- **WHAT THE TASK ASKS**: Write out every line from the listing below where the string "ConnectRequest" is found.

- **INPUT DATA**:
────

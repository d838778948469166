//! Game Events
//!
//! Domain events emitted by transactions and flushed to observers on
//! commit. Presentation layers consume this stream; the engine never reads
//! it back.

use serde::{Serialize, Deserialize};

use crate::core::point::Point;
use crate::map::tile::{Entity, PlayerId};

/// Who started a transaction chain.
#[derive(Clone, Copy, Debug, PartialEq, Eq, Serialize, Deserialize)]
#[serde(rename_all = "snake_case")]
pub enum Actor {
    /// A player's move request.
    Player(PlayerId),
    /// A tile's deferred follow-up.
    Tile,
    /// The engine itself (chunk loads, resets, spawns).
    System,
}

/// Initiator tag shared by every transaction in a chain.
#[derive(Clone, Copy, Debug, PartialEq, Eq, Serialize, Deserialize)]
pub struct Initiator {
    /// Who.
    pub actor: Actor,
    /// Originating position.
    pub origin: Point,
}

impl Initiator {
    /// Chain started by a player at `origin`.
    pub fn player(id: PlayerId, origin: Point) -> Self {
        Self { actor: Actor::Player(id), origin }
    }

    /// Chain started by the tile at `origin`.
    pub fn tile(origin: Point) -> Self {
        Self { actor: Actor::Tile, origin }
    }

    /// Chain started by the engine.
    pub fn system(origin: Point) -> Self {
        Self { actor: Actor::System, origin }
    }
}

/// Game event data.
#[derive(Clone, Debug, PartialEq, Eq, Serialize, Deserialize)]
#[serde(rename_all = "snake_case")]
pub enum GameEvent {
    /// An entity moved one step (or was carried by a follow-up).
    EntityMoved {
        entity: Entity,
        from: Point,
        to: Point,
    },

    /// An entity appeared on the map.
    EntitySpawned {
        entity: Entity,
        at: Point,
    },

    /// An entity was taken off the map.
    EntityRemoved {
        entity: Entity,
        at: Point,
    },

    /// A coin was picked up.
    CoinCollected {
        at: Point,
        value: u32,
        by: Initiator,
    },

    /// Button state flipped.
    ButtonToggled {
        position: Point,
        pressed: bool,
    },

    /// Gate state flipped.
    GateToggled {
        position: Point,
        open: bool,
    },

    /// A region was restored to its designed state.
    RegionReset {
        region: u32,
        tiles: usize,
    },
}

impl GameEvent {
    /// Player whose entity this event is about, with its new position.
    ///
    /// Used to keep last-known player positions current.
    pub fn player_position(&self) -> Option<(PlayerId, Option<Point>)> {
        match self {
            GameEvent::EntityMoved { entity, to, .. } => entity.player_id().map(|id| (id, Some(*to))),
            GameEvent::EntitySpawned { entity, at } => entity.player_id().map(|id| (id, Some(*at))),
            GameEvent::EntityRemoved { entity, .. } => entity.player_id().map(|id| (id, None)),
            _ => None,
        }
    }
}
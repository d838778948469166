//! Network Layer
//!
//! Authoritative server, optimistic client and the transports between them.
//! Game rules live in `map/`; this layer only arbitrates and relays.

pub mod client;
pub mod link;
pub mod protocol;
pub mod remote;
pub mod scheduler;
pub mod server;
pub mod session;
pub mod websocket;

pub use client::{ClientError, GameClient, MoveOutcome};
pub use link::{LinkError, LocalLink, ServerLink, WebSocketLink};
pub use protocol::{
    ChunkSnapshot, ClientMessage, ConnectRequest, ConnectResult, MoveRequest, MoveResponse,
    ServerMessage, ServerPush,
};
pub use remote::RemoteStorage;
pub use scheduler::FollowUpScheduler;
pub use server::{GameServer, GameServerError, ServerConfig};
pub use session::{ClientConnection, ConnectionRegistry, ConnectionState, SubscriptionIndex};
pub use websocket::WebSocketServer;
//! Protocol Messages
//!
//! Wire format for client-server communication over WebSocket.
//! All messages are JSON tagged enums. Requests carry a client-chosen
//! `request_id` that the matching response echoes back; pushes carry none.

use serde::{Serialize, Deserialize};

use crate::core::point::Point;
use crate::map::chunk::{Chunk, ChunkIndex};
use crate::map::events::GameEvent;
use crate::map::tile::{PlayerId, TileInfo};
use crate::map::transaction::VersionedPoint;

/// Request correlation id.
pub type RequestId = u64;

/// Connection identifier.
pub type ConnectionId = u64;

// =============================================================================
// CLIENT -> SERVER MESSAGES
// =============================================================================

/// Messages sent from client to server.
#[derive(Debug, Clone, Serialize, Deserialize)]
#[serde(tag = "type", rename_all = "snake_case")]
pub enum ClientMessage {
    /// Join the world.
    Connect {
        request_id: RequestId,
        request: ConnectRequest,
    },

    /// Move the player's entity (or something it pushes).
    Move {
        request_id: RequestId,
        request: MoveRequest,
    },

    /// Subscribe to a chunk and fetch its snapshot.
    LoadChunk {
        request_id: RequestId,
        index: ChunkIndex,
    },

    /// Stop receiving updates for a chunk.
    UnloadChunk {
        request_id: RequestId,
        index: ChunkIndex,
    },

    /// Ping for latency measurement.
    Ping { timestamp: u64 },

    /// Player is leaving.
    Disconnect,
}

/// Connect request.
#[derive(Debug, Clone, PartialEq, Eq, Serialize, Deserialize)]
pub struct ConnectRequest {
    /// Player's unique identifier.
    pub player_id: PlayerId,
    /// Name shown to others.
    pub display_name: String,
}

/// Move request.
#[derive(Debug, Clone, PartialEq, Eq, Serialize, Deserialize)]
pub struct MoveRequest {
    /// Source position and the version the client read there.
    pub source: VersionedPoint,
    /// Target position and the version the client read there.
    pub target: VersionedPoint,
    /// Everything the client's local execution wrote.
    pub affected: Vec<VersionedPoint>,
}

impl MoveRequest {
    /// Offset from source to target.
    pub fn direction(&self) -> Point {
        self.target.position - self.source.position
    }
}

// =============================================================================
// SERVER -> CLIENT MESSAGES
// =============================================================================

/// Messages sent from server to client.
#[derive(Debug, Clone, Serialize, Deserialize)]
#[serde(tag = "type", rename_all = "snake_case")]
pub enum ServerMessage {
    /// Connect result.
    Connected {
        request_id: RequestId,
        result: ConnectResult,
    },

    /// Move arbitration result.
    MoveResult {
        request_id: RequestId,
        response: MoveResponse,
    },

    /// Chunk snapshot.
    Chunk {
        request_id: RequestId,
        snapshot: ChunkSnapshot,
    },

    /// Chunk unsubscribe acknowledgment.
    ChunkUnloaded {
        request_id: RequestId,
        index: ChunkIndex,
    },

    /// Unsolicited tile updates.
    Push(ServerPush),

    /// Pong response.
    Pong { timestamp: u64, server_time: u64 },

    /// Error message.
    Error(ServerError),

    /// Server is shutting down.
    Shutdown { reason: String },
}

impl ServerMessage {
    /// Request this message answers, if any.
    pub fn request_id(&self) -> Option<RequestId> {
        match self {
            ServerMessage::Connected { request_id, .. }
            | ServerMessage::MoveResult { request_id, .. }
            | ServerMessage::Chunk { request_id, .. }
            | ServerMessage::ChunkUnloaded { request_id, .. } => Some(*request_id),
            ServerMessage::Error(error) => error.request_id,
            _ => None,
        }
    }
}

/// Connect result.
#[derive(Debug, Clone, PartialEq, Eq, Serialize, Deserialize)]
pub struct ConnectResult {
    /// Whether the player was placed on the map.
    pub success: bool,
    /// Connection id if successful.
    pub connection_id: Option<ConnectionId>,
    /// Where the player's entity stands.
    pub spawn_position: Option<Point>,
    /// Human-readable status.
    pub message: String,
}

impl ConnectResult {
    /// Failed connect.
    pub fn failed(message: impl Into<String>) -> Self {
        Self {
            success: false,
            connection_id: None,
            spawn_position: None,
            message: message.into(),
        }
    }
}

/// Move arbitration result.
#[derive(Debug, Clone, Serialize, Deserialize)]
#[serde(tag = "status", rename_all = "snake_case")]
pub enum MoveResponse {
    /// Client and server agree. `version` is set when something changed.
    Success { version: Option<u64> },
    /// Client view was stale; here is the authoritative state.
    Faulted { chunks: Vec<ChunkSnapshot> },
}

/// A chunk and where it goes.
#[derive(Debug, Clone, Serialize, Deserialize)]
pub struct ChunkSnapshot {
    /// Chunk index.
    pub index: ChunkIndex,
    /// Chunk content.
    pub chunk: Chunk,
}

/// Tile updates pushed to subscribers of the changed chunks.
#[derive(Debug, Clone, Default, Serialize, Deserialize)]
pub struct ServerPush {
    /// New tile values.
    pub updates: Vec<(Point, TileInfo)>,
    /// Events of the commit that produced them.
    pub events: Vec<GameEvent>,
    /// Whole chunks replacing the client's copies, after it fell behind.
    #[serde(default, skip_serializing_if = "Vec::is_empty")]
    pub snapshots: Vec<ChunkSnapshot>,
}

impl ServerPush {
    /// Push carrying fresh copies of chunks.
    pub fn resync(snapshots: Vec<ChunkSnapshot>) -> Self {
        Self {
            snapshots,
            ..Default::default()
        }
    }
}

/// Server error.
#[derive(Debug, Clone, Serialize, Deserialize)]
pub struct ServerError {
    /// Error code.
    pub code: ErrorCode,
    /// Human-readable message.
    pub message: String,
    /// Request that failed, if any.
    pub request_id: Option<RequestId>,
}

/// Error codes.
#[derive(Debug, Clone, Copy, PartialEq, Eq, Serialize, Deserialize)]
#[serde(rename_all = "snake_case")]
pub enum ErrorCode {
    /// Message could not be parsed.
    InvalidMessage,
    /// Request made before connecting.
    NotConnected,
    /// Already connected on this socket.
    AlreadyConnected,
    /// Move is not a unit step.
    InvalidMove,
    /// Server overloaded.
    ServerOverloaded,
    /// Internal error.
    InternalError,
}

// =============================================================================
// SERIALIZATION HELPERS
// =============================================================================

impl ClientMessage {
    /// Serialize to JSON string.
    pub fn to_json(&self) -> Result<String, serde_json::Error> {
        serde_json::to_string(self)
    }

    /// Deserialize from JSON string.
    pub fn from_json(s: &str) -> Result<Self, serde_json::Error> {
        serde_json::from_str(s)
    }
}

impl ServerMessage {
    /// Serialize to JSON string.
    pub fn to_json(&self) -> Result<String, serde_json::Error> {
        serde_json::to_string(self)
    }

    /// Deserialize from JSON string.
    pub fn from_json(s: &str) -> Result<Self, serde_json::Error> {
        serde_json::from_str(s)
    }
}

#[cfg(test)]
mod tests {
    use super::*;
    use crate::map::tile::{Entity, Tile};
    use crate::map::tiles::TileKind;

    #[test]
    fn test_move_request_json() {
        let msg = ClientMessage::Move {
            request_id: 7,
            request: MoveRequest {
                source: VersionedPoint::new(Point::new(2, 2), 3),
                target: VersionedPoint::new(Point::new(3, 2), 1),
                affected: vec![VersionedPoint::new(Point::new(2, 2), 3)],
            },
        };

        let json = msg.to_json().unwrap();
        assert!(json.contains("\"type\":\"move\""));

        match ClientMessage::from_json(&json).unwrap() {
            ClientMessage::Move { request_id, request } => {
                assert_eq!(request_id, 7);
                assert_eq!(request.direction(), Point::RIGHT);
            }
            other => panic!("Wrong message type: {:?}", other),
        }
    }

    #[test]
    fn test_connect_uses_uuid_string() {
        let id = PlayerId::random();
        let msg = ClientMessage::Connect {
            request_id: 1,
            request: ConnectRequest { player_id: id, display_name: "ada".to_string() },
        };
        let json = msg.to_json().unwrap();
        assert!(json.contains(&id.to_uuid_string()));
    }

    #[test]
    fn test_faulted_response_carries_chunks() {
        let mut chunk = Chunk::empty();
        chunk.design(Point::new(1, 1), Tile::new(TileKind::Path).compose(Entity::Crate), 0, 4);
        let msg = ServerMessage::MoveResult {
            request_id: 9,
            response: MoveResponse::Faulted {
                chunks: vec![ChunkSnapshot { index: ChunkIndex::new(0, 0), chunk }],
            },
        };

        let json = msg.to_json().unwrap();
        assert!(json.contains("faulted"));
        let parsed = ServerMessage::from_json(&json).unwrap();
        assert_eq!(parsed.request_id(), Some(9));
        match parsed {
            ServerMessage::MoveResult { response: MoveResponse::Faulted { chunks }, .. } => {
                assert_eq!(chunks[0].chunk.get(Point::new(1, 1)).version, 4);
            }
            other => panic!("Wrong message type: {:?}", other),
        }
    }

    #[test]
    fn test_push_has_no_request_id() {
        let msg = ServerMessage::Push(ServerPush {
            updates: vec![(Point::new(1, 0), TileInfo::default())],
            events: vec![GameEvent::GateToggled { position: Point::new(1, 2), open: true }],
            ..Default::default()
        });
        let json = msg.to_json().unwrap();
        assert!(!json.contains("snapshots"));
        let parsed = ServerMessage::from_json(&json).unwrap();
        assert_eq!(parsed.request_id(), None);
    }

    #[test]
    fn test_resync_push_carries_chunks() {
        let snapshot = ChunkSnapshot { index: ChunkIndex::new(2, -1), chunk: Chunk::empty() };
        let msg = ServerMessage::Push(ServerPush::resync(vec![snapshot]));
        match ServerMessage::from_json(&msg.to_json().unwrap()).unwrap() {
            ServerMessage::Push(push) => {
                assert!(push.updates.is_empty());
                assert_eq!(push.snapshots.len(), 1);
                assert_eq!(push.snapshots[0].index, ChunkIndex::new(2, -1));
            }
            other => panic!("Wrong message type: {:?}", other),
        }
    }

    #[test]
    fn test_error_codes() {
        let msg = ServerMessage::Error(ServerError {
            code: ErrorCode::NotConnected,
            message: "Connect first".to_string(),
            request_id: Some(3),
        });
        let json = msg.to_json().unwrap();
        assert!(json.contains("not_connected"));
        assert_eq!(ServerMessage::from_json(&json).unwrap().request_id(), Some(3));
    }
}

────

- **EXERCISE RESULT**:
    ChunkSnapshot, ClientMessage, ConnectRequest, ConnectResult, MoveRequest, MoveResponse,
        request: ConnectRequest,
pub struct ConnectRequest {
            request: ConnectRequest { player_id: id, display_name: "ada".to_string() },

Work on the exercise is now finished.